Mains Practice Questions

Approach

• Introduce by briefly explaining what genetic engineering is.
• Mention the advantages and challenges associated with Genetic engineering.
• Provide a way forward to accelerate the good side of such technologies.
• Conclude suitably.

Introduction

• Genetic engineering is the process of using recombinant DNA (rDNA) technology to alter the genetic makeup of an organism. Traditionally, humans have manipulated genomes indirectly by controlling breeding and selecting offspring with desired traits.
• Genetic engineering involves the direct manipulation of one or more genes. Most often, a gene from another species is added to an organism's genome to give it a desired phenotype.
• Through genetic engineering, scientists are able to move desirable genes from one plant or animal to another or from a plant to an animal or vice versa. In essence, genetic engineering is a technology wherein a specific gene can be selected and implanted into the recipient organism.

Body

Advantages of Genetic Engineering

• Genetically Modified (GM) Crops: Genetic engineering made it possible to create crop varieties regarded as “more beneficial” terms of coming up with crops with the desired traits.
  
  • Examples of genetically-engineered plants (Bt Cotton) with more desirable traits are drought-resistant plants, disease-resistant crops, plants that grow faster, and plants fortified with more nutrients.
• Treatment of Genetic Disorders and Other Diseases: Through genetic engineering, genetic disorders may also be fixed by replacing the faulty gene with a functional gene.
  
  • Disease-carrying insects, such as mosquitoes, may be engineered into becoming sterile insects. This will help in curbing the spread of certain diseases, e.g. malaria and dengue fever.
• Therapeutic Cloning: It is a process whereby embryonic cells are cloned to obtain biological organs for transplantation.
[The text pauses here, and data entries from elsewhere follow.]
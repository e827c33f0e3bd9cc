//! Bit-packed boolean array.

use std::fmt::{self, Display};

use crate::aliases::{Length, Offset};
use crate::structs::bitmask::Bitmask;
use crate::traits::masked_array::MaskedArray;
use crate::traits::print::MAX_PREVIEW;
use crate::utils::{merge_null_masks, validate_null_mask_len};

/// Nullable boolean array. Values and validity are both packed bitmaps;
/// `len` is tracked separately because the value bitmap carries no logical
/// length of its own once padding is involved.
#[derive(Debug, Clone, Default, PartialEq)]
pub struct BooleanArray {
    pub data: Bitmask,
    pub null_mask: Option<Bitmask>,
    pub len: usize,
}

impl BooleanArray {
    pub fn new(data: Bitmask, null_mask: Option<Bitmask>) -> Self {
        let len = data.len();
        validate_null_mask_len(len, &null_mask);
        Self {
            data,
            null_mask,
            len,
        }
    }

    pub fn from_slice(values: &[bool]) -> Self {
        Self {
            data: Bitmask::from_bools(values),
            null_mask: None,
            len: values.len(),
        }
    }

    /// Builds from optional scalars; a null mask is materialised only when
    /// at least one slot is `None`.
    pub fn from_options(items: &[Option<bool>]) -> Self {
        let nullable = items.iter().any(Option::is_none);
        let mut arr = Self::with_capacity(items.len(), nullable);
        for item in items {
            match item {
                Some(v) => arr.push(*v),
                None => arr.push_null(),
            }
        }
        arr
    }

    #[inline]
    pub fn push(&mut self, value: bool) {
        let idx = self.len;
        self.data.set(idx, value);
        if let Some(mask) = &mut self.null_mask {
            mask.set(idx, true);
        }
        self.len += 1;
    }

    /// Clones elements `[offset, offset + len)` into a fresh array.
    pub fn slice_clone(&self, offset: Offset, len: Length) -> Self {
        assert!(
            offset + len <= self.len,
            "slice [{offset}, {}) out of range for length {}",
            offset + len,
            self.len
        );
        Self {
            data: self.data.slice_clone(offset, len),
            null_mask: self
                .null_mask
                .as_ref()
                .map(|m| m.slice_clone(offset, len)),
            len,
        }
    }
}

impl MaskedArray for BooleanArray {
    type Logical = bool;
    type ValueRef<'a>
        = bool
    where
        Self: 'a;

    fn with_capacity(cap: usize, nullable: bool) -> Self {
        Self {
            data: Bitmask::with_capacity(cap),
            null_mask: nullable.then(|| Bitmask::with_capacity(cap)),
            len: 0,
        }
    }

    #[inline]
    fn len(&self) -> usize {
        self.len
    }

    #[inline]
    fn get(&self, idx: usize) -> Option<bool> {
        if idx >= self.len || self.is_null(idx) {
            None
        } else {
            Some(self.data.get(idx))
        }
    }

    #[inline]
    fn push_ref(&mut self, value: bool) {
        self.push(value);
    }

    fn push_null(&mut self) {
        let idx = self.len;
        self.data.set(idx, false);
        match &mut self.null_mask {
            Some(mask) => mask.set(idx, false),
            None => {
                let mut mask = Bitmask::new_set_all(idx + 1, true);
                mask.set(idx, false);
                self.null_mask = Some(mask);
            }
        }
        self.len += 1;
    }

    fn null_mask(&self) -> Option<&Bitmask> {
        self.null_mask.as_ref()
    }

    fn null_mask_mut(&mut self) -> Option<&mut Bitmask> {
        self.null_mask.as_mut()
    }

    fn set_null_mask(&mut self, mask: Option<Bitmask>) {
        validate_null_mask_len(self.len, &mask);
        self.null_mask = mask;
    }

    fn append_array(&mut self, other: &Self) {
        let old_len = self.len;
        self.data.extend_from_bitmask(&other.data);
        merge_null_masks(
            &mut self.null_mask,
            old_len,
            other.null_mask.as_ref(),
            other.len,
        );
        self.len += other.len;
    }

    fn dtype(&self) -> &'static str {
        "boolean[arrow]"
    }

    fn name() -> &'static str {
        "BooleanArray"
    }

    fn nbytes(&self) -> usize {
        self.len.div_ceil(8)
    }
}

impl Display for BooleanArray {
    fn fmt(&self, f: &mut fmt::Formatter<'_>) -> fmt::Result {
        writeln!(f, "{}", Self::name())?;
        write!(f, "[")?;
        for i in 0..self.len.min(MAX_PREVIEW) {
            if i > 0 {
                write!(f, ", ")?;
            }
            match self.get(i) {
                Some(v) => write!(f, "{v}")?,
                None => write!(f, "null")?,
            }
        }
        if self.len > MAX_PREVIEW {
            write!(f, ", … ({} total)", self.len)?;
        }
        write!(f, "]")
    }
}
Challenges of Genetic Engineering

While genetic engineering is beneficial in many ways, it is also implicated in certain eventualities deemed as “unpleasant” or disadvantageous.
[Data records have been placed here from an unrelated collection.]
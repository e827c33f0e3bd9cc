//! Semantic aliases used across the crate to keep signatures self-describing.

/// Element count of an array or bitmask.
pub type Length = usize;

/// Byte or element offset into a buffer.
pub type Offset = usize;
• Irreversible Changes: Nature is an extremely complex interrelated chain. Some scientists believe that introducing genetically-modified genes may have an irreversible effect with consequences yet unknown.
  
  • GMO that can cause harmful genetic effects, and genes moving from one species to another that is not genetically engineered.
• Health Issues Related with GMO Crops: There are concerns over the inadvertent effects, such as the creation of food that can cause an allergic reaction.
• Bioethics: Genetic engineering borderlines on many moral and ethical issues. One of the major questions raised is if humans have the right to manipulate the laws and course of nature.

Way Forward

• As there have been no checks or balances, and it is too late to stop the global spread of these technologies.The only solution, now, is to accelerate the good side of these technologies and build defences.
• Representatives of academic and scientific bodies must look at participation and informed consent as the two most important tools. By shaping communication about genetic science around the core pillars of consent, transparency, accountability, sustainability and awareness, we can create a circle of trust.
• With Artificial Intelligence (AI) and genomic data, scientists will decipher the complex relationships between DNA and biological processes and find treatments for diseases.
• The scientific community can address people’s concerns, explain the benefits of genetic science and adopt suggestions from the public to make this area of science more accessible and acceptable.

Conclusion

Genetic engineering can revolutionise nutrition and public health. The scientific community needs to reach out to all stakeholders to allay any concerns. We must also remember that when it comes to genetic engineering, no matter how important the end goal may be, it is equally important that we achieve it with justifiable means.